Cook: I think it's a difficult sell to go in and talk architectures and your part to the customer. I know customers really don't care about the number of CPU cores on your chip. All they care about is their application and the problem they're trying to solve. And I think to just dump a bunch of tools in their lap and say, "Go figure it out," is a non-starter, at least in my experience. Everyone has to have a reference design where you go, and you code it up for the customer and give it back to them. That's the only way a customer is going to commit to you. It's really a "show me" crowd out there.
Roy: We've found customers like that as well. But we have found customers who are quite educated. It's quite surprising; they actually will dig deep into the architecture, they will try to understand it. Generally, we have found that with customers that are really ready to go, those who have a design and are ready to start, you don't quite have to sell as hard. If they are able to figure out pretty quickly that they like your architecture in general, they will start putting resources on it. Those that are months away, those customers that are just kicking the tires, they tend to ask you to do a lot of homework.
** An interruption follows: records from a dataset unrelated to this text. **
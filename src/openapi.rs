use utoipa::OpenApi;

use crate::nasa::ApodRecord;

#[derive(OpenApi)]
#[openapi(
    info(
        title = "Nasa APOD API",
        version = "1.0",
        description = "API que busca APOD (Astronomy Picture Of the Day) da NASA e traduz título/explicação para pt-BR."
    ),
    paths(crate::routes::get_apod, crate::routes::get_apod_image),
    components(schemas(ApodRecord)),
    tags((name = "apod", description = "Astronomy Picture of the Day"))
)]
pub struct ApiDoc;
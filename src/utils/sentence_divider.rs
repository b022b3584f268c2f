/// Characters that close an English sentence.
pub const SENTENCE_TERMINATORS: [char; 3] = ['.', '!', '?'];

/// Only a period is searched for when picking a cut point.
pub const SPLIT_DELIMITER: char = '.';

pub fn is_sentence_terminator(c: char) -> bool {
    SENTENCE_TERMINATORS.contains(&c)
}

/// Position (in characters) of the last period in `window`, if any.
pub fn last_split_point(window: &[char]) -> Option<usize> {
    window.iter().rposition(|&c| c == SPLIT_DELIMITER)
}
use crate::error::TranslationError;
use crate::utils::sentence_divider::{is_sentence_terminator, last_split_point};

/// Request size ceiling of the remote translator, in characters.
pub const MAX_CHUNK: usize = 500;

/// A period closer to the window start than this ratio is not worth a cut.
pub const MIN_SPLIT_RATIO: f64 = 0.7;

/// Byte range `[start, end)` of the original text, on char boundaries.
#[derive(Debug, Clone, Copy, PartialEq, Eq)]
pub struct Chunk {
    pub start: usize,
    pub end: usize,
}

impl Chunk {
    pub fn slice<'a>(&self, text: &'a str) -> Result<&'a str, TranslationError> {
        text.get(self.start..self.end)
            .ok_or(TranslationError::ChunkOutOfRange {
                start: self.start,
                end: self.end,
                len: text.len(),
            })
    }
}

/// Split `text` into chunks of at most [`MAX_CHUNK`] characters, preferring
/// to cut right after a period once the window is past the split ratio.
pub fn plan_chunks(text: &str) -> Result<Vec<Chunk>, TranslationError> {
    let chars: Vec<char> = text.chars().collect();
    let offsets: Vec<usize> = text
        .char_indices()
        .map(|(i, _)| i)
        .chain(std::iter::once(text.len()))
        .collect();

    let min_split = (MAX_CHUNK as f64 * MIN_SPLIT_RATIO) as usize;
    let len = chars.len();
    let mut chunks = Vec::with_capacity(len / MAX_CHUNK + 1);
    let mut start = 0;

    while start < len {
        let mut end = start.saturating_add(MAX_CHUNK).min(len);

        if end < len && !is_sentence_terminator(chars[end - 1]) {
            if let Some(period) = last_split_point(&chars[start..end]) {
                if period > min_split {
                    end = start + period + 1;
                }
            }
        }

        let (Some(&byte_start), Some(&byte_end)) = (offsets.get(start), offsets.get(end)) else {
            return Err(TranslationError::ChunkOutOfRange {
                start,
                end,
                len: text.len(),
            });
        };
        chunks.push(Chunk {
            start: byte_start,
            end: byte_end,
        });
        start = end;
    }

    Ok(chunks)
}
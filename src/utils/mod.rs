pub mod sentence_divider;
pub mod text;
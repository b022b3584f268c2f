use axum::body::Bytes;
use serde::{Deserialize, Serialize};
use serde_json::{Map, Value};
use utoipa::ToSchema;

use crate::error::ApodError;

/// Astronomy Picture of the Day metadata, kept as the JSON object NASA sent.
///
/// Keys keep their upstream order and values (including explicit `null`s).
/// Only `title` and `explanation` are ever rewritten, in place.
#[derive(Debug, Clone, Default, PartialEq, Serialize, Deserialize, ToSchema)]
#[serde(transparent)]
#[schema(
    value_type = Object,
    example = json!({
        "date": "2024-05-01",
        "explanation": "Uma galáxia espiral.",
        "media_type": "image",
        "title": "Galáxia",
        "url": "https://apod.nasa.gov/apod/image/2405/galaxy.jpg"
    })
)]
pub struct ApodRecord(Map<String, Value>);

impl ApodRecord {
    /// Decode a NASA response body; an empty body or JSON `null` is
    /// an empty payload.
    pub fn from_body(body: &[u8]) -> Result<Self, ApodError> {
        if body.iter().all(u8::is_ascii_whitespace) {
            return Err(ApodError::EmptyPayload);
        }
        serde_json::from_slice::<Option<Map<String, Value>>>(body)?
            .map(ApodRecord)
            .ok_or(ApodError::EmptyPayload)
    }

    pub fn title(&self) -> Option<&str> {
        self.text("title")
    }

    pub fn explanation(&self) -> Option<&str> {
        self.text("explanation")
    }

    /// Image or video URL provided by NASA.
    pub fn url(&self) -> Option<&str> {
        self.text("url")
    }

    pub fn set_title(&mut self, title: String) {
        self.replace_text("title", title);
    }

    pub fn set_explanation(&mut self, explanation: String) {
        self.replace_text("explanation", explanation);
    }

    fn text(&self, key: &str) -> Option<&str> {
        self.0.get(key).and_then(Value::as_str)
    }

    /// Only string slots are rewritten; absent or non-string keys stay as they are.
    fn replace_text(&mut self, key: &str, text: String) {
        if let Some(slot) = self.0.get_mut(key).filter(|v| v.is_string()) {
            *slot = Value::String(text);
        }
    }
}

pub const DEFAULT_MEDIA_TYPE: &str = "application/octet-stream";

/// Raw bytes downloaded from an APOD media URL.
#[derive(Debug, Clone)]
pub struct MediaPayload {
    pub content_type: Option<String>,
    pub bytes: Bytes,
}

impl MediaPayload {
    pub fn content_type(&self) -> &str {
        self.content_type.as_deref().unwrap_or(DEFAULT_MEDIA_TYPE)
    }

    /// Videos and HTML pages (e.g. embedded players) are not served as images.
    pub fn is_image_like(&self) -> bool {
        !is_non_image(self.content_type())
    }
}

/// True for `video/*` and `text/html`, ignoring parameters and case.
pub fn is_non_image(content_type: &str) -> bool {
    let essence = content_type
        .split(';')
        .next()
        .unwrap_or_default()
        .trim()
        .to_ascii_lowercase();
    let (top, sub) = essence.split_once('/').unwrap_or((essence.as_str(), ""));

    top == "video" || (top == "text" && sub == "html")
}
//! CLI interface for dame-predictor

use anyhow::{bail, Context, Result};
use clap::{Parser, Subcommand};
use std::path::{Path, PathBuf};
use std::sync::Arc;
use tokio::sync::broadcast;
use tracing::{info, warn};

use crate::config::{self, Config};
use crate::gateway::{self, Gateway};
use crate::messaging::telegram::{TelegramClient, TelegramNotifier};
use crate::messaging::{Dispatcher, LogNotifier};
use crate::predictor::Predictor;
use crate::server::{self, ServerState};

#[derive(Parser)]
#[command(name = "dame-predictor")]
#[command(about = "Watches a card-draw channel and predicts Queens", long_about = None)]
#[command(version)]
struct Cli {
    /// Config file (defaults to the platform config directory)
    #[arg(short, long, global = true)]
    config: Option<PathBuf>,

    #[command(subcommand)]
    command: Option<Commands>,
}

#[derive(Subcommand)]
enum Commands {
    /// Run the bot (default when no command given)
    Run,
    /// Feed draws from a file, one post per line, and print the outcome
    Replay {
        /// File with raw draw posts
        file: PathBuf,
        /// Start in intelligent mode
        #[arg(short, long)]
        intelligent: bool,
    },
    /// Show or create the configuration file
    Config {
        /// Print the effective configuration
        #[arg(long)]
        show: bool,
        /// Write a default configuration file
        #[arg(long)]
        init: bool,
    },
}

/// Run the CLI
pub async fn run() -> Result<()> {
    let cli = Cli::parse();

    match cli.command {
        None | Some(Commands::Run) => {
            let config = load_config(cli.config.as_deref())?;
            run_bot(config).await
        }
        Some(Commands::Replay { file, intelligent }) => {
            let config = load_config(cli.config.as_deref())?;
            replay(&config, &file, intelligent).await
        }
        Some(Commands::Config { show, init }) => {
            let path = match cli.config {
                Some(path) => path,
                None => config::config_path()?,
            };

            if init {
                if path.exists() {
                    println!("Config already exists at {}", path.display());
                } else {
                    Config::default().save_to(&path)?;
                    println!("✓ Wrote default config to {}", path.display());
                }
            }

            if show || !init {
                let mut config = load_config(Some(path.as_path()))?;
                config.apply_env()?;
                println!("# {}", path.display());
                config::show_config(&config)?;
            }
            Ok(())
        }
    }
}

fn load_config(path: Option<&Path>) -> Result<Config> {
    match path {
        Some(path) if path.exists() => Config::load_from(path),
        Some(path) => {
            warn!("Config file {} not found, using defaults", path.display());
            Ok(Config::default())
        }
        None => Config::load(),
    }
}

async fn run_bot(mut config: Config) -> Result<()> {
    config.apply_env()?;
    config.log_summary();

    if !config.telegram.is_configured() {
        bail!("Bot token not configured. Set BOT_TOKEN or telegram.bot_token.");
    }
    if config.telegram.source_channel_id.is_none() {
        bail!("Source channel not configured. Set TARGET_CHANNEL_ID or telegram.source_channel_id.");
    }

    let predictor = Predictor::new(&config.predictor).shared();
    let client = TelegramClient::new(config.telegram.clone())?;

    match client.get_me().await {
        Ok(me) => info!("Connected as @{}", me.username.as_deref().unwrap_or(&me.first_name)),
        Err(e) => warn!("getMe failed: {:#}", e),
    }

    let notifier = TelegramNotifier::new(client.clone())?;
    let (dispatcher, dispatch_handle) = Dispatcher::spawn(Arc::new(notifier));

    let (shutdown_tx, _) = broadcast::channel::<()>(1);

    let server_handle = if config.server.enabled {
        let server_config = config.server.clone();
        let state = ServerState::new(predictor.clone());
        let shutdown = shutdown_tx.subscribe();
        Some(tokio::spawn(async move {
            if let Err(e) = server::start(&server_config, state, shutdown).await {
                warn!("Health server stopped: {:#}", e);
            }
        }))
    } else {
        None
    };

    let gateway_shutdown = shutdown_tx.subscribe();
    let signal_tx = shutdown_tx.clone();
    tokio::spawn(async move {
        if tokio::signal::ctrl_c().await.is_ok() {
            info!("Ctrl+C received");
            let _ = signal_tx.send(());
        }
    });

    let gateway = Gateway::new(config.gateway.clone(), client, predictor, dispatcher)?;
    let result = gateway.run(gateway_shutdown).await;

    let _ = shutdown_tx.send(());
    if let Some(handle) = server_handle {
        let _ = handle.await;
    }
    drop(gateway);
    let _ = dispatch_handle.await;

    result
}

async fn replay(config: &Config, file: &Path, intelligent: bool) -> Result<()> {
    let contents = tokio::fs::read_to_string(file)
        .await
        .with_context(|| format!("Failed to read {}", file.display()))?;

    let predictor = Predictor::new(&config.predictor).shared();
    if intelligent {
        predictor.lock().await.force_intelligent();
    }

    let (dispatcher, handle) = Dispatcher::spawn(Arc::new(LogNotifier));
    let mut accepted = 0usize;
    for line in contents.lines().filter(|l| !l.trim().is_empty()) {
        if gateway::ingest_and_dispatch(&predictor, &dispatcher, line).await.is_some() {
            accepted += 1;
        }
    }
    drop(dispatcher);
    let _ = handle.await;

    let p = predictor.lock().await;
    println!("Replayed {} draw(s) from {}\n", accepted, file.display());
    println!("{}\n", p.status().render());
    println!("{}", p.analyze_history().render());
    Ok(())
}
Borje: I agree; you have these types of customers. The fact that we have been able to get design wins before we have silicon is because we have 100% deterministic architecture. And that actually means you don't need to performance-optimize your code. Wire speed is guaranteed in a 100% deterministic architecture, and that is really a key selling argument for us.
Morris: I completely agree that determinism is one of the big selling points. What we do is, as well as the deterministic architecture, we think the programmer doesn't need to understand what hardware the software is running on. So our big focus has been on not having to have the end user understand the minutia of the architecture, and that's how we can get to a point where people can make a buy decision without having to be educated to such a high level.
Roy: "Determinism" is kind of an interesting thing because it's a very vague term. Anything can be made to break if you don't map it correctly, and it's not deterministic after that. You can make a general-purpose CPU deterministic, providing you with the required line-rate throughput if you stay within budget given a particular set of parameters. It really depends on the mapping and working within processor resource constraints. The amount of bandwidth you have in your interconnect structures and the amount of competition for resources you have in your processors for a particular application will determine the line rate to which your processor will be deterministic. People will take different tacks in solving this problem, which is fine. I'm just saying that you have to be a little careful with that term.
Eklund: I need to respond to that. When you have a general-purpose processor, it has a certain instruction budget for use and to predict the behavior is very difficult since it depends upon the different traffic scenarios. You then try to optimize the code in a profiler, but it's very difficult to predict the throughput and in reality you can never get deterministic architecture with a general-purpose processor.
Roy: I absolutely disagree—I'm sorry.
Nossik: Let me don my NPF hat here. I hear this all the time. One of the possible solutions to this problem and this argument could be a functional benchmark. This is something the NPF is working on and that would eliminate this discussion. Once all of the companies that have different views of what the performance is and how to measure it agree and vote on a meaningful benchmark, then it becomes a matter of just measuring the performance and everything's clear. Of course, benchmarks are not absolute in the sense that it very much depends on what it is you do. However, we all have gone through the same experience with microprocessors, and today, with all the well-known flaws in the benchmarks, we can objectively compare microprocessors.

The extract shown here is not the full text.